From 1984 she worked as a journalist, initially for the Deutsche Volkszeitung. From 1991 until the parliament moved to Berlin in the summer of 1999, she was a parliamentary correspondent in Bonn, writing first for Die Tageszeitung, later for Stern and then Wochenpost.

From 1997 she was a correspondent for the Der Tagesspiegel. From April 2001 to April 2003, she headed the Berlin correspondent's office of the daily newspaper Die Welt, after which she moved back to the Tagesspiegel.

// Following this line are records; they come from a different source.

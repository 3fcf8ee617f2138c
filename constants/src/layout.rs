/// Radial spread of the item shell in world units.
pub const LAYOUT_RADIUS: f32 = 15.0;

/// Total vertical spread; positions fall within ±`LAYOUT_HEIGHT / 2`.
pub const LAYOUT_HEIGHT: f32 = 20.0;

/// Half-width of the uniform jitter applied on the X and Z axes.
pub const LAYOUT_JITTER: f32 = 4.0;

// Base primitive dimensions before the size multiplier is applied.
pub const SPHERE_RADIUS: f32 = 1.2;
pub const BOX_SIZE: [f32; 3] = [1.8, 1.2, 0.3];
pub const PLANE_SIZE: [f32; 2] = [2.0, 1.5];
pub const CYLINDER_RADIUS: f32 = 0.8;
pub const CYLINDER_HEIGHT: f32 = 1.5;
pub const PROJECT_CUBE_SIZE: f32 = 1.6;
pub const SKILL_SPHERE_RADIUS: f32 = 0.7;

/// Size hint multipliers (small, medium, large).
pub const SIZE_SMALL: f32 = 0.8;
pub const SIZE_MEDIUM: f32 = 1.0;
pub const SIZE_LARGE: f32 = 1.4;

/// Idle float speed is drawn from `FLOAT_SPEED_MIN..FLOAT_SPEED_MIN + FLOAT_SPEED_RANGE`.
pub const FLOAT_SPEED_MIN: f32 = 0.3;
pub const FLOAT_SPEED_RANGE: f32 = 0.3;

// Material opacity per primitive family.
pub const OPACITY_ROUND: f32 = 0.8;
pub const OPACITY_BOX: f32 = 0.85;
pub const OPACITY_PLANE: f32 = 0.9;

/// Thickness given to flat planes when they are hit-tested as a slab.
pub const PLANE_PICK_THICKNESS: f32 = 0.02;
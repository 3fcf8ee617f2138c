use crate::engine::systems::scene_tick::ActiveScene;
use crate::rpc::web_rpc::WebRpcInterface;
use bevy::diagnostic::{DiagnosticsStore, FrameTimeDiagnosticsPlugin};
use bevy::prelude::*;

/// Seconds between `fps_update` notifications.
const FPS_REPORT_INTERVAL: f32 = 0.5;

pub fn current_fps(diagnostics: &DiagnosticsStore) -> Option<f64> {
    diagnostics
        .get(&FrameTimeDiagnosticsPlugin::FPS)
        .and_then(|fps| fps.smoothed())
}

pub fn fps_notification_system(
    mut rpc_interface: ResMut<WebRpcInterface>,
    diagnostics: Res<DiagnosticsStore>,
    scene: Res<ActiveScene>,
    mut last_send_time: Local<f32>,
    time: Res<Time>,
) {
    let current_time = time.elapsed_secs();
    if current_time - *last_send_time < FPS_REPORT_INTERVAL {
        return;
    }

    if let Some(value) = current_fps(&diagnostics) {
        rpc_interface.send_notification(
            "fps_update",
            serde_json::json!({
                "fps": value as f32,
                "items": scene.0.registry().len(),
                "mode": scene.0.camera().mode(),
            }),
        );
        *last_send_time = current_time;
    }
}

#[cfg(not(target_arch = "wasm32"))]
pub fn fps_text_update_system(
    diagnostics: Res<DiagnosticsStore>,
    mut query: Query<&mut Text, With<crate::engine::core::app_state::FpsText>>,
) {
    let Some(value) = current_fps(&diagnostics) else {
        return;
    };
    for mut text in &mut query {
        text.0 = format!("FPS: {value:.1}");
    }
}
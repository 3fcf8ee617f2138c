use crate::engine::events::{FocusChanged, ItemSelected, ItemsRefreshed, SceneEvent};
use crate::engine::frame::{Frame, SceneState, update};
use crate::engine::input::InputEvent;
use crate::rpc::web_rpc::WebRpcInterface;
use bevy::prelude::*;

/// The running scene.
#[derive(Resource)]
pub struct ActiveScene(pub SceneState);

/// Input gathered since the last tick.
#[derive(Resource, Default)]
pub struct PendingInput(pub Vec<InputEvent>);

/// Most recent frame, read by the render sync and forwarding systems.
#[derive(Resource, Default)]
pub struct LatestFrame(pub Option<Frame>);

pub fn apply_item_refresh(
    mut refreshes: EventReader<ItemsRefreshed>,
    mut scene: ResMut<ActiveScene>,
    mut rpc: ResMut<WebRpcInterface>,
) {
    for ItemsRefreshed(items) in refreshes.read() {
        let report = scene.0.set_items(items);
        info!(
            "Items refreshed: {} objects, {} skipped",
            report.built,
            report.skipped.len()
        );
        send_status(&scene.0, &mut rpc);
    }
}

pub fn tick_scene(
    mut scene: ResMut<ActiveScene>,
    mut pending: ResMut<PendingInput>,
    mut latest: ResMut<LatestFrame>,
    time: Res<Time>,
) {
    let input = std::mem::take(&mut pending.0);
    latest.0 = Some(update(&mut scene.0, &input, time.delta_secs()));
}

/// Re-emit the frame's scene events as Bevy events and host notifications.
pub fn forward_scene_events(
    latest: Res<LatestFrame>,
    scene: Res<ActiveScene>,
    mut selected: EventWriter<ItemSelected>,
    mut focus_changed: EventWriter<FocusChanged>,
    mut rpc: ResMut<WebRpcInterface>,
) {
    let Some(frame) = latest.0.as_ref() else {
        return;
    };

    let mut mode_changed = false;
    for event in &frame.events {
        match serde_json::to_value(event) {
            Ok(params) => rpc.send_notification(event.rpc_method(), params),
            Err(e) => error!("Failed to serialise scene event: {}", e),
        }

        match event {
            SceneEvent::Selected { item } => {
                selected.write(ItemSelected(item.clone()));
            }
            SceneEvent::FocusChanged { item, state } => {
                mode_changed = true;
                focus_changed.write(FocusChanged {
                    item: item.clone(),
                    state: *state,
                });
            }
        }
    }

    if mode_changed {
        send_status(&scene.0, &mut rpc);
    }
}

pub(crate) fn send_status(scene: &SceneState, rpc: &mut WebRpcInterface) {
    let mut status = match serde_json::to_value(scene.status()) {
        Ok(status) => status,
        Err(e) => {
            error!("Failed to serialise scene status: {}", e);
            return;
        }
    };
    if let (Some(map), Some(overlay)) = (status.as_object_mut(), scene.overlay()) {
        map.insert(
            "overlay".to_string(),
            serde_json::to_value(overlay).unwrap_or_default(),
        );
    }
    rpc.send_notification("scene_status", status);
}

#[cfg(test)]
mod tests {
    use super::*;
    use crate::engine::config::SceneConfig;
    use crate::engine::frame::SurfaceInfo;
    use crate::engine::items::{Category, DisplayItem};
    use rand::SeedableRng;
    use rand::rngs::StdRng;

    fn app_with_scene() -> App {
        let scene = SceneState::with_rng(
            SceneConfig::default(),
            SurfaceInfo {
                width: 800.0,
                height: 600.0,
            },
            StdRng::seed_from_u64(1),
        )
        .unwrap();

        let mut app = App::new();
        app.add_plugins(MinimalPlugins)
            .init_resource::<WebRpcInterface>()
            .init_resource::<PendingInput>()
            .init_resource::<LatestFrame>()
            .insert_resource(ActiveScene(scene))
            .add_event::<ItemsRefreshed>()
            .add_event::<ItemSelected>()
            .add_event::<FocusChanged>()
            .add_systems(
                Update,
                (apply_item_refresh, tick_scene, forward_scene_events).chain(),
            );
        app
    }

    #[test]
    fn refresh_event_rebuilds_scene() {
        let mut app = app_with_scene();
        app.world_mut().send_event(ItemsRefreshed(vec![
            DisplayItem::new("a", Category::Quote),
            DisplayItem::new("b", Category::Link),
        ]));
        app.update();

        let scene = app.world().resource::<ActiveScene>();
        assert_eq!(scene.0.registry().len(), 2);
        assert!(app.world().resource::<LatestFrame>().0.is_some());
    }

    #[test]
    fn focus_events_are_forwarded() {
        let mut app = app_with_scene();
        app.world_mut()
            .send_event(ItemsRefreshed(vec![DisplayItem::new("a", Category::Quote)]));
        app.update();

        let transition = app.world_mut().resource_mut::<ActiveScene>().0.focus_item("a");
        assert!(transition.is_some());
        app.update();

        let events = app.world().resource::<Events<FocusChanged>>();
        let mut reader = events.get_cursor();
        let changes: Vec<_> = reader.read(events).collect();
        assert_eq!(changes.len(), 1);
        assert_eq!(changes[0].item.as_ref().map(|i| i.id.as_str()), Some("a"));
    }
}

An extensive interview she gave with Franz Müntefering was published in his 2008 book Macht Politik! She had lived in Berlin since 1999 and died of cancer in 2013.

== Publications ==

- Tissy Bruns (2007). "Republik der Wichtigtuer"

== Literature ==

- Irmela Hannover, Cordt Schnibben: I can't get no. A few 68ers meet again and settle accounts. Kiepenheuer & Witsch, Cologne 2007, ISBN 978-3-462-03905-4 – pp. 29, 362 et al.
- Jens Spahn: ... ob du Huhn bist oder Hahn!" – Portrait of a special carp – Tissy Bruns. In: Schmierfinken : Politicians about journalists. Edited by Maybrit Illner and Hajo Schumacher. Heyne, Munich 2009, ISBN 978-3-453-62037-7.